Search

Items tagged with: CWImageDescriptionMeta


@πŸ‡¨πŸ‡¦Samuel ProulxπŸ‡¨πŸ‡¦ In general, when it comes to what to include in an image description, the context matters. But so does the target audience (not as in whom you want to receive your content, but who may stumble upon it this or that way), and so does the existing knowledge of the target audience. And, this is pretty much Fediverse-specific, so do the expectations of your target audience.

I've observed and studied alt-text and image descriptions for some three years now, not only by reading dozens upon dozens of guides all over the Web, but especially by examining the attitude towards it in the Fediverse, that is, actually only on Mastodon because alt-text isn't such a hot topic anywhere else. I've mostly done so in order to up my own image-describing game further and further and further, also because no alt-text guide out there covers my situation, so I had to cobble all that information together myself, enough information for me to have started my own wiki on this topic to share my knowledge with others.

One thing I've noticed is that Mastodon loves long and extensive image descriptions in alt-text. There's no "keep it short and concise"; instead, there are users who keep receiving praise for alt-texts of 800 or 1,000 characters or more.

Also, my impression is that Mastodon does not like having to ask for details and/or explanations, nor does it like to look up what it doesn't know enough about to understand it.
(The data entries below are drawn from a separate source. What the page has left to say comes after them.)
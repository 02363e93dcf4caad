//! Evaluation context
//!
//! Session settings owned by the front end and read by operations: the
//! decimal display toggle, the matrix size ceiling, and named bindings.

use std::collections::HashMap;

use reckon_core::Value;

/// Default ceiling on matrix dimensions
///
/// The recursive determinant is factorial-time; the front end keeps input
/// sizes small enough for it to stay instant.
pub const DEFAULT_MAX_DIM: usize = 8;

/// Evaluation context passed to operations
#[derive(Debug, Clone)]
pub struct EvalContext {
    pub show_decimals: bool,
    pub max_dim: usize,
    pub variables: HashMap<String, Value>,
}

impl EvalContext {
    pub fn new() -> Self {
        Self {
            show_decimals: true,
            max_dim: DEFAULT_MAX_DIM,
            variables: HashMap::new(),
        }
    }

    pub fn with_show_decimals(mut self, show_decimals: bool) -> Self {
        self.show_decimals = show_decimals;
        self
    }

    pub fn with_max_dim(mut self, max_dim: usize) -> Self {
        self.max_dim = max_dim.max(1);
        self
    }

    /// Look up a named binding
    pub fn get_variable(&self, name: &str) -> Option<&Value> {
        self.variables.get(name)
    }

    /// Create or replace a named binding
    pub fn set_variable(&mut self, name: impl Into<String>, value: Value) {
        self.variables.insert(name.into(), value);
    }
}

impl Default for EvalContext {
    fn default() -> Self {
        Self::new()
    }
}
//! Reckon Matrix - The matrix calculator engine
//!
//! Parsing, linear algebra, result formatting, and calculation history
//! for the matrix page:
//! - Parsing (text rows split on newlines/semicolons, cell grids)
//! - Algebra (add, subtract, multiply, transpose, determinant with worked
//!   steps, Gaussian solve)
//! - Formatting (parser-compatible display strings)
//! - History (newest-first session log)
//!
//! All arithmetic is IEEE f64. Operations are pure: parsed inputs go in,
//! fresh values come out, and failures are structured error values.

mod determinant;
mod format;
mod helpers;
mod history;
mod ops;
mod parse;
mod solve;

pub use determinant::{determinant, determinant_value, Determinant, DeterminantFn};
pub use format::{format_matrix, format_scalar, format_value, format_vector, FormatOptions};
pub use helpers::{extract_matrix, extract_vector};
pub use history::{History, HistoryEntry};
pub use ops::{add, multiply, subtract, template, transpose};
pub use ops::{AddFn, MultiplyFn, SubtractFn, TransposeFn};
pub use parse::{parse_matrix, parse_matrix_cells, parse_vector, parse_vector_cells};
pub use solve::{solve, SolveFn};

use reckon_plugin::OperationRegistry;

/// Load matrix operations into a registry
pub fn load_matrix_library(registry: OperationRegistry) -> OperationRegistry {
    registry
        .with_operation(ops::AddFn)
        .with_operation(ops::SubtractFn)
        .with_operation(ops::MultiplyFn)
        .with_operation(ops::TransposeFn)
        .with_operation(determinant::DeterminantFn)
        .with_operation(solve::SolveFn)
}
If you have to ask someone who has posted an image for a description of a certain detail in an image, this means that the image description is lacking, regardless of whether or not that detail matters within the context of the post. Having to ask for a description of a detail is almost as bad as having to ask for the description of the whole image.

In fact, it was just a few months ago that I read a Mastodon toot that said that any element in an image mentioned in the description must also have its own visual description. You can't just say what's in the image. You also have to describe what it looks like.

Likewise, if there's something in an image description that someone doesn't understand, it must be explained right away. This, by the way, ties in with the rule that image descriptions must never use technical language or jargon, and if they absolutely cannot avoid it, it must be explained when it's used first. And it must be explained in a way that requires no prior special knowledge.

So far, so good. But the reason why I've gone all the way to observe and study alt-text and image descriptions, and why I'm so obsessed with it, is because I'm in a special situation.

For one, I'm in the Fediverse which means that certain alt-text rules simply don't apply to me, not only everything that involves captions, but also the brevity-as-a-hard-requirement rule. However, I'm not on Mastodon, so I'm not as much bound to Mastodon's limitations as Mastodon users. In particular, my character limit is over 16 million, so I can do a whole lot more in the post itself.

Besides, my original images are nothing like what almost everyone on Mastodon posts. They aren't real-life photographs, nor are they social media screenshots. Instead, they are renderings from 3-D virtual worlds, even extremely obscure virtual worlds that next to nobody out there has ever even heard of.

At the same time, my image posts might get people curious enough that they want to go explore this new universe that they've just discovered through my post. The only way they can explore it is by looking at my images and taking in all the big and small details. If they're blind, they cannot do that, but accessibility and inclusion demand they have the very same chance to do it as fully sighted people. In order for them to have this chance, I must go and describe all these big and small details to them, regardless of context. Everything else would be ableist, maybe not by some official W3C definition, but at least by Mastodon's definition.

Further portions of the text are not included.